Sites will break without warning for users until some engineer discovers that some ML model told the browser to only set cookies for a particular set of sites determined by IP, domain, "trustworthiness", and a few other factors engineers don't want to think about when designing the app.

If you're saying that you can publish the model openly with the expectation that sites will know you're using it, that's fine, and that's a valid approach, but that has nothing to do with ML per se, and is just another attempt at rearchitecting the browser/server interface with all of its associated issues, and continues the same arms race between sites that want to de-anonymize you.

In short: there's a tradeoff between "hiding information about yourself" and "providing a stable set of expectations for web sites to build off of"; ML can favor one of those objectives but not eliminate the tradeoff and somehow get the best of both worlds. The only way to get the best of both worlds is to rearchitect the API by which browser clients talk to webservers so that it's easy to separate out what you do want/need to tell the server vs what you don't.


That's definitely a valid consideration. I was more focusing on refuting OP's statement in implying machine learning is a black box because only a select few people are able to understand it due its complexity. I think I should have made that more clear in my original comment in order to avoid any confusion.


Third-party cookies are blocked by default unless enabled by the user. This has always been the case with Safari. Always! It is the second sentence of the second paragraph of the article.

> From the very beginning, we’ve defaulted to blocking third-party cookies


That's right, browsers should ask permission for a site to set cookies. Which also means there should be a prior user action for a site to even offer cookies.

For example, opening a site and receiving cookies with it: doesn't work any longer. Receiving cookies after submitting a POST request: keeps working.


Congratulations, you just broke nearly every website out there. This would trigger bot detection all over the place.

This also means that on load the first thing that will happen is an AJAX POST in the background, or the moment you press the mouse on anything on the page in case that gets further restricted.


What? I browse without cookies (even first-party), and apart from the WE USE COOKIES banner that ironically can't be acknowledged most sites work just fine.

Obviously shopping sites and similar get whitelisted.


If you don't interact with sites (POSTing, like the parent comment is talking about) you obviously won't notice the breakage. Since you whitelist the sites you interact with (shopping sites and similar) you are already sidestepping the problem.


POST requests work perfectly fine without cookies.

Edit: I just saw your comment in the sibling thread. Guess I won't be interacting with your sites any time soon.

(brb updating my bots and scrapers to use cookies)


No shit. It's the actual server side implementation that will be like, "The fuck you doing?". Because you'll be breaking the web.
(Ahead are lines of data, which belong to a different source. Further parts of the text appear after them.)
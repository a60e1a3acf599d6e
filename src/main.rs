use std::path::PathBuf;

use clap::Parser;
use fractal_engine::{
    CliRenderController, Explorer, FractalKind, JuliaPreset, PpmFilePresenter,
    PrimitiveListingPresenter, Screen,
};

#[derive(Parser, Debug)]
#[command(name = "fractal_engine")]
#[command(about = "Renders escape-time, Newton and recursive fractals to files")]
struct Args {
    /// mandelbrot, julia, burning-ship, newton, levy, sierpinski-triangle or sierpinski-carpet
    #[arg(short, long, default_value = "mandelbrot")]
    fractal: FractalKind,

    #[arg(long, default_value_t = 800)]
    width: u32,

    #[arg(long, default_value_t = 600)]
    height: u32,

    /// Iteration limit; defaults to the fractal's own
    #[arg(short, long)]
    iterations: Option<u32>,

    /// Index of the Julia constant (wraps)
    #[arg(long, default_value_t = 0)]
    julia_preset: usize,

    /// Newton polynomial degree, 2 to 9
    #[arg(long)]
    degree: Option<u32>,

    /// Recursion depth for the Lévy curve and Sierpinski figures
    #[arg(long)]
    depth: Option<u32>,

    /// Output file; defaults to output/<fractal>.<ppm|txt>
    #[arg(short, long)]
    output: Option<PathBuf>,

    /// Classify pixels on the rayon thread pool
    #[arg(long)]
    parallel: bool,
}

fn main() -> Result<(), Box<dyn std::error::Error>> {
    let args = Args::parse();

    let screen = Screen::new(args.width, args.height)?;
    let mut explorer = Explorer::new(args.fractal, screen)?;

    explorer.set_julia_preset(JuliaPreset::new(args.julia_preset));
    explorer.set_parallel(args.parallel);
    if let Some(degree) = args.degree {
        explorer.set_newton_degree(degree)?;
    }
    if let Some(iterations) = args.iterations {
        explorer.set_max_iterations(iterations)?;
    }
    if let Some(depth) = args.depth {
        explorer.set_depth(depth)?;
    }

    let mut controller =
        CliRenderController::new(PpmFilePresenter::new(), PrimitiveListingPresenter::new());
    controller.generate(&explorer)?;

    let output = args.output.unwrap_or_else(|| {
        let extension = controller.extension().unwrap_or("ppm");
        PathBuf::from("output").join(format!("{}.{}", args.fractal.slug(), extension))
    });
    if let Some(parent) = output.parent().filter(|dir| !dir.as_os_str().is_empty()) {
        std::fs::create_dir_all(parent)?;
    }

    controller.write(&output)?;

    Ok(())
}
pub mod cli;
pub mod explorer;
pub mod ports;
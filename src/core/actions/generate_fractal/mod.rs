pub mod generate_fractal;
pub mod generate_fractal_rayon;
pub mod ports;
My proposal doesn't break anything. If site authors change things users will probably react against the sites. Currently browsing with cookies disabled works fine almost everywhere.

Moreover, a browser can easily differentiate an AJAX POST from a user submitting a form.


Except that most webapps are entirely javascript based and thus AJAX nowadays. But I guess we're just conveniently ignoring this?

And I'm not talking about changing anything. On most of my websites if you do a POST without having a session id (which gets assigned on first pageload, a GET), then you are a bot and your POST will be blocked. Byebye. There are many such schemes out there.


I wish the libraries I use to make sites made it easy to only send cookies after logging in, as opposed to before.


If you login to apps with Facebook, Google, or Microsoft, you use third party cookies for something besides tracking.


How is that true, Oauth2 doesn't set any cookies, it uses query strings, https and redirects.

Maybe you are thinking about displaying the logged in state for things like Like Buttons or other social widgets that you'd be signed into such as Disqus or Facebook comments?


Logout. The standard mechanism for OAuth logout is to iframe the relying parties (RPs aka apps) which is a third party cookie context. Redirecting to each RP is substantially slower because logout is serialized rather than parallelized and requires well behaved RPs as any badly behaved RP breaks logout for the rest of the RPs.

(This is why some browsers have a setting like "third party cookies after visited in a first party context" - first party for login, third party for logout. But advertisers screwed this up by asking sites to do full frame redirects through them. )


>>> The standard mechanism for OAuth logout is to iframe the relying parties

No it isn't.

OAuth2 doesn't specify cookies in the entire spec and definitely doesn't require third party cookies, especially for logout.

Here's the RFC: https://tools.ietf.org/html/rfc6749


OAuth is a family of RFCs, including 6749, 6750, and others. While 6749 is the minimum for OAuth2, in the specific case of the three largest providers under discussion, many other extension specs have been implemented. The OpenID connect logout spec has become the de facto logout spec for OAuth (as the OAuth RFC makes no mention of logout). All three providers mentioned implement it as the primary logout mechanism on the web.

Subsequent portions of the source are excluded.